- **Instructions to follow**: From the entries that follow, list every line in which the string "ContentItem" appears.

== Given records

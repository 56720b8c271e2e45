//! 对象缓存模块
//!
//! 通过注册表 + ctor 自动注册的插件机制选择缓存后端：
//! - moka：进程内缓存，默认后端
//! - redis：跨进程共享，多实例部署时使用
//!
//! 启动时按 `cache.type` 配置取插件，失败回退 moka。

pub mod object_cache;
pub mod register;
mod traits;

pub use traits::{CacheResult, ObjectCache};

/// 声明一个对象缓存插件
///
/// 在模块加载时（main 之前）把构造函数注册进全局注册表，
/// 类型需要提供 `fn new() -> Result<Self, String>`。
#[macro_export]
macro_rules! declare_object_cache_plugin {
    ($name:literal, $cache:ident) => {
        paste::paste! {
            #[ctor::ctor]
            fn [<__register_object_cache_ $cache:snake>]() {
                $crate::cache::register::register_object_cache_plugin(
                    $name,
                    std::sync::Arc::new(|| {
                        Box::pin(async {
                            let cache = $cache::new()
                                .map_err($crate::errors::LPSystemError::cache_connection)?;
                            Ok(Box::new(cache) as Box<dyn $crate::cache::ObjectCache>)
                        })
                    }),
                );
            }
        }
    };
}
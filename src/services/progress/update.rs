//! 进度更新引擎
//!
//! 把一次增量学习事件合并进学生的单课程进度，并维持
//! progress_percentage 与课程结构一致。
//!
//! 合并语义：
//! - completed_sections / completed_exercises 做集合并集，重复标记
//!   同一小节是幂等的；
//! - time_spent 每次调用累加——同一请求重放对时长不幂等，这是
//!   有意保留并在此注明的不对称，客户端重试以完成集合为准；
//! - last_activity_at 每次成功调用都刷新为当前时间。

use actix_web::{HttpRequest, HttpResponse, Result as ActixResult};
use tracing::debug;

use super::{ProgressService, structure};
use crate::models::progress::requests::UpdateProgressRequest;
use crate::models::progress::responses::UpdateProgressResponse;
use crate::models::progress::entities::{CourseProgress, ProgressStatus};
use crate::models::{ApiResponse, ErrorCode, ServiceError};
use crate::services::service_error_to_response;
use crate::storage::RecordStore;

/// 应用一次进度更新
///
/// 前置条件：学生存在且有当前班期，目标课程在班期进度记录里。
/// 失败以 ServiceError 返回（StudentNotEnrolled / CourseNotInPromotion /
/// InvalidUpdateType），不会 panic。
pub async fn apply_update(
    store: &dyn RecordStore,
    student_id: i64,
    course_id: i64,
    update: UpdateProgressRequest,
) -> Result<UpdateProgressResponse, ServiceError> {
    let user = store
        .find_user_by_id(student_id)
        .await?
        .ok_or_else(|| ServiceError::user_not_found(student_id))?;

    let promotion_id = user
        .current_promotion_id
        .ok_or_else(|| ServiceError::student_not_enrolled(student_id))?;

    let mut record = store.find_or_create_progress(promotion_id, student_id).await?;

    let entry = record
        .course_progress_mut(course_id)
        .ok_or_else(|| ServiceError::course_not_in_promotion(course_id))?;

    let now = chrono::Utc::now();
    let mut recompute = false;

    match update.update_type.as_deref() {
        Some(UpdateProgressRequest::TYPE_SECTION_COMPLETE) => {
            let section_id = update.section_id.clone().ok_or_else(|| {
                ServiceError::new(ErrorCode::BadRequest, "section_complete 缺少 section_id")
            })?;
            entry.completed_sections.insert(section_id);
            entry.time_spent += update.time_spent.unwrap_or(0).max(0);
            recompute = true;
        }
        Some(UpdateProgressRequest::TYPE_EXERCISE_COMPLETE) => {
            let exercise_id = update.exercise_id.clone().ok_or_else(|| {
                ServiceError::new(ErrorCode::BadRequest, "exercise_complete 缺少 exercise_id")
            })?;
            if let Some(meta) = structure::find_exercise_meta(&exercise_id) {
                debug!("完成练习 '{}' (课程 {})", meta.title, meta.course_id);
            }
            entry.completed_exercises.insert(exercise_id);
            entry.time_spent += update.time_spent.unwrap_or(0).max(0);
            recompute = true;
        }
        Some(other) => {
            return Err(ServiceError::invalid_update_type(other));
        }
        None => {
            // 无类型的部分合并：集合取并集，时长累加，
            // 显式给出的百分比直接采用（不重算）
            if let Some(sections) = update.completed_sections {
                entry.completed_sections.extend(sections);
            }
            if let Some(exercises) = update.completed_exercises {
                entry.completed_exercises.extend(exercises);
            }
            entry.time_spent += update.time_spent.unwrap_or(0).max(0);
            if let Some(percentage) = update.progress_percentage {
                entry.progress_percentage = percentage.min(100);
            }
        }
    }

    entry.last_activity_at = Some(now);

    if recompute {
        recompute_percentage(store, course_id, entry).await;
    }

    // 百分比驱动课程状态；dropped 由运营流程设置，这里不碰
    if entry.status != ProgressStatus::Dropped {
        entry.status = if entry.progress_percentage >= 100 {
            ProgressStatus::Completed
        } else {
            ProgressStatus::Active
        };
    }

    let response = UpdateProgressResponse {
        course_id,
        progress_percentage: entry.progress_percentage,
        time_spent: entry.time_spent,
        completed_sections: entry.completed_sections.len() as u32,
        completed_exercises: entry.completed_exercises.len() as u32,
        last_activity_at: now,
    };

    store.save_progress(record).await?;

    Ok(response)
}

/// 按课程结构重算百分比
///
/// progress_percentage = min(100, round(100 * 已完成小节数 / 小节总数))。
/// 结构加载失败或课程无小节时保持原值不变，不让结构问题
/// 阻塞进度记录本身。
async fn recompute_percentage(
    store: &dyn RecordStore,
    course_id: i64,
    entry: &mut CourseProgress,
) {
    let structure = match structure::load_course_structure(store, course_id).await {
        Ok(Some(s)) => s,
        Ok(None) => {
            debug!("课程 {} 结构缺失，保持原百分比", course_id);
            return;
        }
        Err(e) => {
            debug!("课程 {} 结构加载失败: {}，保持原百分比", course_id, e);
            return;
        }
    };

    if structure.total_sections == 0 {
        return;
    }

    let completed = entry.completed_sections.len() as f64;
    let total = structure.total_sections as f64;
    let percentage = (100.0 * completed / total).round().min(100.0);
    entry.progress_percentage = percentage as u8;

    entry.total_chapters = structure.total_chapters;
    entry.chapters_completed = structure
        .section_ids_by_chapter
        .iter()
        .filter(|sections| {
            !sections.is_empty()
                && sections
                    .iter()
                    .all(|id| entry.completed_sections.contains(id))
        })
        .count() as u32;
}

/// HTTP 包装：状态码映射在这里完成
pub async fn update_student_progress(
    service: &ProgressService,
    request: &HttpRequest,
    student_id: i64,
    course_id: i64,
    payload: UpdateProgressRequest,
) -> ActixResult<HttpResponse> {
    let storage = service.get_storage(request);

    match apply_update(storage.as_ref(), student_id, course_id, payload).await {
        Ok(response) => Ok(HttpResponse::Ok().json(ApiResponse::success(response, "更新成功"))),
        Err(err) => Ok(service_error_to_response(&err)),
    }
}

#[cfg(test)]
mod tests {
    use std::collections::BTreeSet;

    use super::*;
    use crate::models::courses::entities::{
        Chapter, ContentItem, ContentKind, Course, CourseStatus, Section,
    };
    use crate::models::promotions::entities::{Promotion, PromotionStatus};
    use crate::models::users::entities::{User, UserRole, UserStatus};
    use crate::storage::memory::MemoryRecordStore;

    fn student(id: i64, promotion_id: Option<i64>) -> User {
        let now = chrono::Utc::now();
        User {
            id,
            username: format!("student{id}"),
            email: format!("student{id}@example.com"),
            role: UserRole::Student,
            status: UserStatus::Active,
            display_name: None,
            current_promotion_id: promotion_id,
            last_login: Some(now),
            created_at: now,
            updated_at: now,
        }
    }

    fn promotion(id: i64, course_ids: Vec<i64>) -> Promotion {
        let now = chrono::Utc::now();
        Promotion {
            id,
            name: format!("2025-P{id}"),
            course_ids,
            status: PromotionStatus::Active,
            created_at: now,
            updated_at: now,
        }
    }

    // section_count 个小节平铺在一个章节里
    fn course(id: i64, section_count: usize) -> Course {
        let now = chrono::Utc::now();
        let sections = (1..=section_count)
            .map(|i| Section {
                id: format!("s{i}"),
                title: format!("小节 {i}"),
                contents: vec![ContentItem {
                    id: format!("ex{i}"),
                    title: format!("练习 {i}"),
                    kind: ContentKind::Exercise,
                }],
            })
            .collect();
        Course {
            id,
            title: format!("课程 {id}"),
            instructor_id: 1,
            collaborator_ids: vec![],
            status: CourseStatus::Published,
            chapters: vec![Chapter {
                id: "c1".to_string(),
                title: "第一章".to_string(),
                sections,
            }],
            created_at: now,
            updated_at: now,
        }
    }

    fn store_with(course_id: i64, section_count: usize) -> MemoryRecordStore {
        let store = MemoryRecordStore::new();
        store.insert_user(student(100, Some(1)));
        store.insert_promotion(promotion(1, vec![course_id]));
        store.insert_course(course(course_id, section_count));
        store
    }

    #[tokio::test]
    async fn test_section_complete_is_idempotent_on_sets_additive_on_time() {
        let store = store_with(8101, 10);

        let first = apply_update(
            &store,
            100,
            8101,
            UpdateProgressRequest::section_complete("s1", 30),
        )
        .await
        .unwrap();
        assert_eq!(first.completed_sections, 1);
        assert_eq!(first.time_spent, 30);
        assert_eq!(first.progress_percentage, 10); // 1/10

        // 重放同一事件：集合不变，时长继续累加
        let second = apply_update(
            &store,
            100,
            8101,
            UpdateProgressRequest::section_complete("s1", 30),
        )
        .await
        .unwrap();
        assert_eq!(second.completed_sections, 1);
        assert_eq!(second.time_spent, 60);
        assert_eq!(second.progress_percentage, 10);
    }

    #[tokio::test]
    async fn test_time_spent_accumulates_over_prior_value() {
        let store = store_with(8102, 10);

        // 先积累 60 分钟
        apply_update(
            &store,
            100,
            8102,
            UpdateProgressRequest::merge(None, None, Some(60), None),
        )
        .await
        .unwrap();

        let result = apply_update(
            &store,
            100,
            8102,
            UpdateProgressRequest::section_complete("s1", 30),
        )
        .await
        .unwrap();
        assert_eq!(result.time_spent, 90);
        assert_eq!(result.completed_sections, 1);
    }

    #[tokio::test]
    async fn test_percentage_stays_within_bounds() {
        let store = store_with(8103, 2);

        // 完成的小节数超过结构里的小节总数（结构后来缩减过的场景）
        for section in ["s1", "s2", "s9"] {
            let result = apply_update(
                &store,
                100,
                8103,
                UpdateProgressRequest::section_complete(section, 5),
            )
            .await
            .unwrap();
            assert!(result.progress_percentage <= 100);
        }

        let record = store.find_or_create_progress(1, 100).await.unwrap();
        let entry = record.course_progress(8103).unwrap();
        assert_eq!(entry.progress_percentage, 100);
    }

    #[tokio::test]
    async fn test_completing_all_sections_marks_completed() {
        let store = store_with(8104, 2);

        apply_update(
            &store,
            100,
            8104,
            UpdateProgressRequest::section_complete("s1", 10),
        )
        .await
        .unwrap();
        let result = apply_update(
            &store,
            100,
            8104,
            UpdateProgressRequest::section_complete("s2", 10),
        )
        .await
        .unwrap();
        assert_eq!(result.progress_percentage, 100);

        let record = store.find_or_create_progress(1, 100).await.unwrap();
        let entry = record.course_progress(8104).unwrap();
        assert_eq!(entry.status, ProgressStatus::Completed);
        assert_eq!(entry.chapters_completed, 1);
        assert_eq!(entry.total_chapters, 1);
    }

    #[tokio::test]
    async fn test_missing_course_structure_leaves_percentage_unchanged() {
        let store = MemoryRecordStore::new();
        store.insert_user(student(100, Some(1)));
        // 班期引用的课程没有对应课程记录
        store.insert_promotion(promotion(1, vec![8105]));

        let result = apply_update(
            &store,
            100,
            8105,
            UpdateProgressRequest::section_complete("s1", 15),
        )
        .await
        .unwrap();
        assert_eq!(result.progress_percentage, 0);
        assert_eq!(result.completed_sections, 1);
        assert_eq!(result.time_spent, 15);
    }

    #[tokio::test]
    async fn test_exercise_complete_merges_exercises() {
        let store = store_with(8106, 4);

        let result = apply_update(
            &store,
            100,
            8106,
            UpdateProgressRequest::exercise_complete("ex1", Some(95.0), 20),
        )
        .await
        .unwrap();
        assert_eq!(result.completed_exercises, 1);
        assert_eq!(result.completed_sections, 0);
        // 百分比按小节算，练习完成不会推进它
        assert_eq!(result.progress_percentage, 0);
    }

    #[tokio::test]
    async fn test_untyped_merge_unions_sets_without_recompute() {
        let store = store_with(8107, 10);

        apply_update(
            &store,
            100,
            8107,
            UpdateProgressRequest::section_complete("s1", 10),
        )
        .await
        .unwrap();

        let sections: BTreeSet<String> =
            ["s1", "s2"].iter().map(|s| s.to_string()).collect();
        let result = apply_update(
            &store,
            100,
            8107,
            UpdateProgressRequest::merge(Some(sections), None, Some(5), Some(42)),
        )
        .await
        .unwrap();
        // 并集：s1 已存在，集合变成 {s1, s2}
        assert_eq!(result.completed_sections, 2);
        // 无类型合并不重算，直接采用显式给出的百分比
        assert_eq!(result.progress_percentage, 42);
        assert_eq!(result.time_spent, 15);
    }

    #[tokio::test]
    async fn test_unknown_user_fails() {
        let store = store_with(8108, 2);
        let err = apply_update(
            &store,
            999,
            8108,
            UpdateProgressRequest::section_complete("s1", 5),
        )
        .await
        .unwrap_err();
        assert_eq!(err.code, ErrorCode::UserNotFound);
    }

    #[tokio::test]
    async fn test_student_without_promotion_fails() {
        let store = MemoryRecordStore::new();
        store.insert_user(student(101, None));

        let err = apply_update(
            &store,
            101,
            8109,
            UpdateProgressRequest::section_complete("s1", 5),
        )
        .await
        .unwrap_err();
        assert_eq!(err.code, ErrorCode::StudentNotEnrolled);
    }

    #[tokio::test]
    async fn test_course_outside_promotion_fails() {
        let store = store_with(8110, 2);
        let err = apply_update(
            &store,
            100,
            7777,
            UpdateProgressRequest::section_complete("s1", 5),
        )
        .await
        .unwrap_err();
        assert_eq!(err.code, ErrorCode::CourseNotInPromotion);
    }

    #[tokio::test]
    async fn test_unknown_update_type_fails() {
        let store = store_with(8111, 2);
        let mut payload = UpdateProgressRequest::section_complete("s1", 5);
        payload.update_type = Some("bogus".to_string());

        let err = apply_update(&store, 100, 8111, payload).await.unwrap_err();
        assert_eq!(err.code, ErrorCode::InvalidUpdateType);
    }

    #[tokio::test]
    async fn test_section_complete_without_section_id_fails() {
        let store = store_with(8112, 2);
        let payload = UpdateProgressRequest {
            update_type: Some(UpdateProgressRequest::TYPE_SECTION_COMPLETE.to_string()),
            section_id: None,
            exercise_id: None,
            score: None,
            time_spent: Some(5),
            completed_sections: None,
            completed_exercises: None,
            progress_percentage: None,
        };

        let err = apply_update(&store, 100, 8112, payload).await.unwrap_err();
        assert_eq!(err.code, ErrorCode::BadRequest);
    }
}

====

- **Exercise response**:
        Chapter, ContentItem, ContentKind, Course, CourseStatus, Section,
                contents: vec![ContentItem {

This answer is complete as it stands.